Amigos observadores e a experiência dos ornitólogos que estiveram na Reserva, como a Lenir Rosário, Beloni Pauli, Vitor Piacentini, Luiz Pedreira Gonzaga, Ivo Ghizoni, Tobias Kunz e Alexandre Moreira, foi fundamental para chegar a 177 espécies. A parceria com o Instituto de Pesquisas Ambientais da Furb, consolidou essa etapa do levantamento.

No final do ano passado a Reserva recebeu a Sociedade Chauá, contratada pela parceira SPVS, com o apoio da Souza Cruz, para o levantamento preliminar do Plano de Manejo. O ornitólogo Raphael Fernandes Santos apontou muitas novidades, e foi quem atingiu a marca das 232 espécies.



Empacotando passarinho

Bom, e agora, o que fazer com toda essa passarada? Enfiar numa Caixa e enviar mundo afora! Dito e feito. Renato, fotógrafo e designer gráfico de nascença, como diz, passou um tempão bolando uma maneira de apresentar tiês, gaviões, surucuás e beija-flores para muito mais gente do que poderia receber na Reserva. Tinha que levar os passarinhos debaixo do braço para mostrar pra garotada, distribuir este conhecimento acumulado durante anos. Surgiu a Caixa de Aves, feita de sobras de Madeira, que logo fez sucesso. Sempre é uma festa quando é aberta e dali começam a sair passarinhos que passam de mão em mão e, no final, quase sempre são levados de presente pra casa.

Renato explica: “É um material (Caixa de Aves) que utilizamos muito nos encontros com a criançada, além do que as pessoas também curtem e levam pra casa, porém, como é muito bonitinha, acaba virando enfeite e perde, de certa forma, a função pela qual foi concebida, ou seja, ser aberta e passar de mão em mão. Assim, criei o Cartaz de Aves, porque as aves ficam expostas.”

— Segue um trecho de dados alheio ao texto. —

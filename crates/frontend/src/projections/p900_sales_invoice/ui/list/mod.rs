use crate::projections::p900_sales_invoice::api::{
    fixed_options, COLLECTION, CONTEXT, MODULE, PAID_STATUS_OPTIONS, PO_TYPE_OPTIONS,
    SEARCH_FIELDS,
};
use crate::projections::p901_sales_person_invoice::api::use_sales_person_options;
use crate::shared::components::advisory_notice::{AdvisoryNotice, ErrorBox};
use crate::shared::components::facet_filter::{FacetFilter, FacetTags};
use crate::shared::components::filter_panel::FilterPanel;
use crate::shared::components::floating_filter_button::FloatingFilterButton;
use crate::shared::components::pagination_controls::PaginationControls;
use crate::shared::components::period_picker::PeriodPicker;
use crate::shared::components::search_input::SearchInput;
use crate::shared::components::sortable_header::SortableHeaderCell;
use crate::shared::components::table_cell_money::TableCellMoney;
use crate::shared::date_utils::format_date;
use crate::shared::icons::icon;
use crate::shared::page_frame::{PageFrame, PAGE_CAT_LIST};
use crate::shared::query::{
    use_list_query, use_query_stores, use_url_sync, use_view_query, ViewQuerySpec,
};
use contracts::projections::p900_sales_invoice::dto::SalesInvoice;
use contracts::shared::query::Facet;
use leptos::prelude::*;
use thaw::*;

const TAB_KEY: &str = "p900_sales_invoice";

/// CSS modifier of the status badge
pub fn paid_status_badge(status: &str) -> &'static str {
    match status.trim().to_ascii_uppercase().as_str() {
        "PAID" => "badge badge--success",
        "UNPAID" => "badge badge--error",
        "PARTIAL" => "badge badge--warning",
        _ => "badge badge--neutral",
    }
}

#[component]
pub fn SalesInvoiceList() -> impl IntoView {
    let stores = use_query_stores();

    use_url_sync(CONTEXT, TAB_KEY);
    let view_query = use_view_query(ViewQuerySpec::list(MODULE, CONTEXT));
    let list = use_list_query::<SalesInvoice>(COLLECTION, "sales invoices", view_query.query);
    let sales_persons = use_sales_person_options();

    let is_filter_expanded = RwSignal::new(false);
    let page = Signal::derive(move || stores.pages.get(CONTEXT));
    let sorting = Signal::derive(move || page.get().primary_sort().cloned());
    let on_sort = Callback::new(move |column: String| stores.pages.toggle_sort(CONTEXT, &column));
    let active_count = Signal::derive(move || stores.active_filter_count(CONTEXT));

    let advisory_text =
        Signal::derive(move || view_query.advisory.get().map(|a| a.message().to_string()));

    view! {
        <PageFrame page_id="p900_sales_invoice--list" category=PAGE_CAT_LIST>
            <div class="page__header">
                <div class="page__header-left">
                    <h1 class="page__title">"Sales Invoices"</h1>
                    <span class="badge badge--primary">{move || list.total().to_string()}</span>
                    {move || list.is_fetching.get().then(|| view! { <Spinner /> })}
                </div>
                <div class="page__header-right">
                    <Button
                        appearance=ButtonAppearance::Secondary
                        on_click=move |_| list.refetch()
                        disabled=Signal::derive(move || list.is_fetching.get())
                    >
                        {icon("refresh")}
                        " Refresh"
                    </Button>
                </div>
            </div>

            <div class="page__content">
                <AdvisoryNotice
                    message=advisory_text
                    on_dismiss=Callback::new(move |_| view_query.advisory.set(None))
                />

                <FilterPanel
                    is_expanded=is_filter_expanded
                    active_filters_count=active_count
                    on_reset=Callback::new(move |_| stores.reset_all(CONTEXT))
                    pagination_controls=move || view! {
                        <PaginationControls
                            current_page=Signal::derive(move || page.get().current_page)
                            total_pages=Signal::derive(move || page.get().total_pages(list.total()))
                            total_count=Signal::derive(move || list.total())
                            page_size=Signal::derive(move || page.get().limit)
                            on_page_change=Callback::new(move |p| stores.pages.set_page(CONTEXT, p))
                            on_page_size_change=Callback::new(move |l| stores.pages.set_limit(CONTEXT, l))
                        />
                    }
                    filter_content=move || view! {
                        <div class="filter-panel__row">
                            <PeriodPicker context=CONTEXT />
                            <SearchInput context=CONTEXT fields=SEARCH_FIELDS />
                        </div>
                        <div class="filter-panel__row">
                            <FacetFilter
                                context=CONTEXT
                                facet=Facet::PaidStatus
                                options=Signal::derive(|| fixed_options(PAID_STATUS_OPTIONS))
                            />
                            <FacetFilter
                                context=CONTEXT
                                facet=Facet::PoType
                                options=Signal::derive(|| fixed_options(PO_TYPE_OPTIONS))
                            />
                            <FacetFilter
                                context=CONTEXT
                                facet=Facet::SalesPersonName
                                options=sales_persons
                            />
                        </div>
                    }
                    filter_tags=move || view! { <FacetTags context=CONTEXT /> }
                />

                <ErrorBox error=list.error />

                <div class="table-wrapper">
                    <Table attr:style="width: 100%;">
                        <TableHeader>
                            <TableRow>
                                <SortableHeaderCell label="Invoice No" column="invoiceNo" sorting=sorting on_sort=on_sort />
                                <SortableHeaderCell label="Date" column="invoiceDate" sorting=sorting on_sort=on_sort />
                                <SortableHeaderCell label="Customer" column="customerName" sorting=sorting on_sort=on_sort />
                                <SortableHeaderCell label="Sales Person" column="salesPersonName" sorting=sorting on_sort=on_sort />
                                <TableHeaderCell>"PO Type"</TableHeaderCell>
                                <TableHeaderCell>"Status"</TableHeaderCell>
                                <SortableHeaderCell label="Amount" column="amount" sorting=sorting on_sort=on_sort align="right" />
                            </TableRow>
                        </TableHeader>
                        <TableBody>
                            <For
                                each=move || list.rows()
                                key=|row| row.invoice_no.clone()
                                children=move |row: SalesInvoice| {
                                    let amount = row.amount;
                                    view! {
                                        <TableRow>
                                            <TableCell>
                                                <TableCellLayout>{row.invoice_no.clone()}</TableCellLayout>
                                            </TableCell>
                                            <TableCell>
                                                <TableCellLayout>{format_date(&row.invoice_date)}</TableCellLayout>
                                            </TableCell>
                                            <TableCell>
                                                <TableCellLayout truncate=true>{row.customer_name.clone()}</TableCellLayout>
                                            </TableCell>
                                            <TableCell>
                                                <TableCellLayout truncate=true>{row.sales_person_name.clone()}</TableCellLayout>
                                            </TableCell>
                                            <TableCell>
                                                <TableCellLayout>{row.po_type.clone().unwrap_or_default()}</TableCellLayout>
                                            </TableCell>
                                            <TableCell>
                                                <TableCellLayout>
                                                    <span class=paid_status_badge(&row.paid_status)>{row.paid_status.clone()}</span>
                                                </TableCellLayout>
                                            </TableCell>
                                            <TableCellMoney value=Signal::derive(move || Some(amount)) />
                                        </TableRow>
                                    }
                                }
                            />
                            // итог по всей выборке, не только по странице
                            {move || list.grand_total().map(|total| view! {
                                <TableRow class:table__totals-row=true>
                                    <TableCell>
                                        <TableCellLayout>
                                            <strong>"Grand total"</strong>
                                        </TableCellLayout>
                                    </TableCell>
                                    <TableCell>""</TableCell>
                                    <TableCell>""</TableCell>
                                    <TableCell>""</TableCell>
                                    <TableCell>""</TableCell>
                                    <TableCell>""</TableCell>
                                    <TableCellMoney value=Signal::derive(move || Some(total)) bold=true />
                                </TableRow>
                            })}
                        </TableBody>
                    </Table>
                </div>

                <Show when=move || !list.is_loading.get() && list.error.with(|e| e.is_none()) && list.total() == 0>
                    <div class="table__empty">"No invoices match the current filters"</div>
                </Show>
            </div>

            <FloatingFilterButton
                active_count=active_count
                on_click=Callback::new(move |_| is_filter_expanded.update(|e| *e = !*e))
            />
        </PageFrame>
    }
}

#[cfg(test)]
mod tests {
    use super::paid_status_badge;

    #[test]
    fn test_paid_status_badge() {
        assert_eq!(paid_status_badge("PAID"), "badge badge--success");
        assert_eq!(paid_status_badge(" partial "), "badge badge--warning");
        assert_eq!(paid_status_badge("VOID"), "badge badge--neutral");
    }
}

A essência da vida do casal pode ser resumida numa história que Renato conta com o maior orgulho: “A gente pensa nas aves como uma forma de explicar o mundo que nos cerca, da interação que existe entre tudo e todos, um jeito de penetrar no íntimo da pessoa e isso acontece quando a gente menos espera, quer ver? O Bruno era um garoto fechado, mas muito esperto. Certa vez, a professora perguntava a cada aluno o que tinham visto de mais interessante na exposição de aves da Reserva. Quando chegou a vez do Bruno ele respondeu, direto, sem pestanejar: pau seco. Deu-se aquele silêncio na sala, pelo inusitado da resposta e logo a professora replicou, mas, Bruno, pau seco? É, pau seco porque eu gostei mesmo foi do pica-pau e sem pau seco não tem pica-pau.” Era o que faltava pra gente acreditar de vez que o nosso caminho era bem por aí, finaliza Renato.